The task:
The answer must consist solely of the lines from the one containing "pub mod http;" to the end of the entries below, repeated exactly.

---------- Source information

//! # MCP Protocol Types
//!
//! Wire-level types for the Model Context Protocol: the JSON-RPC 2.0 message
//! variants every transport carries, and the feature payloads the session
//! dispatchers route (initialize, tools, resources, prompts, roots, sampling).
//!
//! This crate is transport-agnostic and runtime-agnostic; it only depends on
//! serde. The session and facade crates build on top of it.

pub mod content;
pub mod initialize;
pub mod jsonrpc;
pub mod meta;
pub mod prompts;
pub mod resources;
pub mod roots;
pub mod sampling;
pub mod tools;
pub mod version;

// Re-export the types callers touch most often
pub use content::{Content, Role};
pub use initialize::{
    ClientCapabilities, Implementation, InitializeRequest, InitializeResult, LoggingCapabilities,
    PromptsCapabilities, ResourcesCapabilities, RootsCapabilities, SamplingCapabilities,
    ServerCapabilities, ToolsCapabilities,
};
pub use jsonrpc::{
    ClassifyError, JsonRpcErrorObject, JsonRpcMessage, JsonRpcNotification, JsonRpcRequest,
    JsonRpcResponse, RequestId, JSONRPC_VERSION,
};
pub use meta::{Cursor, PaginatedRequest};
pub use prompts::{GetPromptRequest, GetPromptResult, ListPromptsResult, Prompt, PromptArgument, PromptMessage};
pub use resources::{
    ListResourceTemplatesResult, ListResourcesResult, ReadResourceRequest, ReadResourceResult,
    Resource, ResourceContents, ResourceTemplate, SubscribeRequest, UnsubscribeRequest,
};
pub use roots::{ListRootsResult, Root};
pub use sampling::{
    CreateMessageRequest, CreateMessageResult, IncludeContext, ModelHint, ModelPreferences,
    SamplingMessage, StopReason,
};
pub use tools::{CallToolRequest, CallToolResult, ListToolsResult, Tool};
pub use version::ProtocolVersion;

/// Wire method names, as a single point of truth for both facades and tests.
pub mod methods {
    pub const INITIALIZE: &str = "initialize";
    pub const PING: &str = "ping";

    pub const TOOLS_LIST: &str = "tools/list";
    pub const TOOLS_CALL: &str = "tools/call";

    pub const RESOURCES_LIST: &str = "resources/list";
    pub const RESOURCES_TEMPLATES_LIST: &str = "resources/templates/list";
    pub const RESOURCES_READ: &str = "resources/read";
    pub const RESOURCES_SUBSCRIBE: &str = "resources/subscribe";
    pub const RESOURCES_UNSUBSCRIBE: &str = "resources/unsubscribe";

    pub const PROMPTS_LIST: &str = "prompts/list";
    pub const PROMPTS_GET: &str = "prompts/get";

    pub const ROOTS_LIST: &str = "roots/list";

    pub const SAMPLING_CREATE_MESSAGE: &str = "sampling/createMessage";

    pub const NOTIFICATION_INITIALIZED: &str = "notifications/initialized";
    pub const NOTIFICATION_TOOLS_LIST_CHANGED: &str = "notifications/tools/list_changed";
    pub const NOTIFICATION_RESOURCES_LIST_CHANGED: &str = "notifications/resources/list_changed";
    pub const NOTIFICATION_PROMPTS_LIST_CHANGED: &str = "notifications/prompts/list_changed";
    pub const NOTIFICATION_ROOTS_LIST_CHANGED: &str = "notifications/roots/list_changed";
}
//! # MCP Server
//!
//! A Model Context Protocol server over the `strand-mcp-session` layer:
//! tool/resource/prompt registries dispatched through the standard handler
//! set, server-to-client operations (roots introspection, sampling), and the
//! HTTP+SSE server transport.
//!
//! ```rust,no_run
//! use serde_json::json;
//! use strand_mcp_protocol::{CallToolResult, Tool};
//! use strand_mcp_server::{McpServer, SseServer, SseServerConfig};
//!
//! #[tokio::main]
//! async fn main() -> Result<(), Box<dyn std::error::Error>> {
//!     // Each SSE peer gets its own McpServer; keep them alive here.
//!     let sessions = std::sync::Arc::new(std::sync::Mutex::new(Vec::new()));
//!     let server = SseServer::bind(SseServerConfig::default(), move |transport| {
//!         let sessions = sessions.clone();
//!         async move {
//!             let connected = McpServer::builder()
//!                 .tool(
//!                     Tool::new("echo", json!({"type": "object"})),
//!                     |arguments| async move {
//!                         Ok(CallToolResult::text(format!("{:?}", arguments)))
//!                     },
//!                 )
//!                 .connect(transport)
//!                 .await;
//!             match connected {
//!                 Ok(session) => sessions.lock().unwrap().push(session),
//!                 Err(err) => tracing::error!(error = %err, "failed to bind session"),
//!             }
//!         }
//!     })
//!     .await?;
//!
//!     server.serve().await?;
//!     Ok(())
//! }
//! ```

pub mod http;
pub mod server;
pub mod sse;

pub use http::{ConnectHandler, SseServer, SseServerConfig, SESSION_COOKIE};
pub use server::{
    McpServer, McpServerBuilder, PromptProvider, ResourceReader, RootsChangeConsumer, ToolHandler,
};
pub use sse::SseServerTransport;

// Re-export the layers below for callers that need them directly.
pub use strand_mcp_protocol as protocol;
pub use strand_mcp_session::{McpError, Session, SessionConfig, SessionState, Transport};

--------------------

Exercise output:
pub mod http;
pub mod server;
pub mod sse;

pub use http::{ConnectHandler, SseServer, SseServerConfig, SESSION_COOKIE};
pub use server::{
    McpServer, McpServerBuilder, PromptProvider, ResourceReader, RootsChangeConsumer, ToolHandler,
};
pub use sse::SseServerTransport;

// Re-export the layers below for callers that need them directly.
pub use strand_mcp_protocol as protocol;
pub use strand_mcp_session::{McpError, Session, SessionConfig, SessionState, Transport};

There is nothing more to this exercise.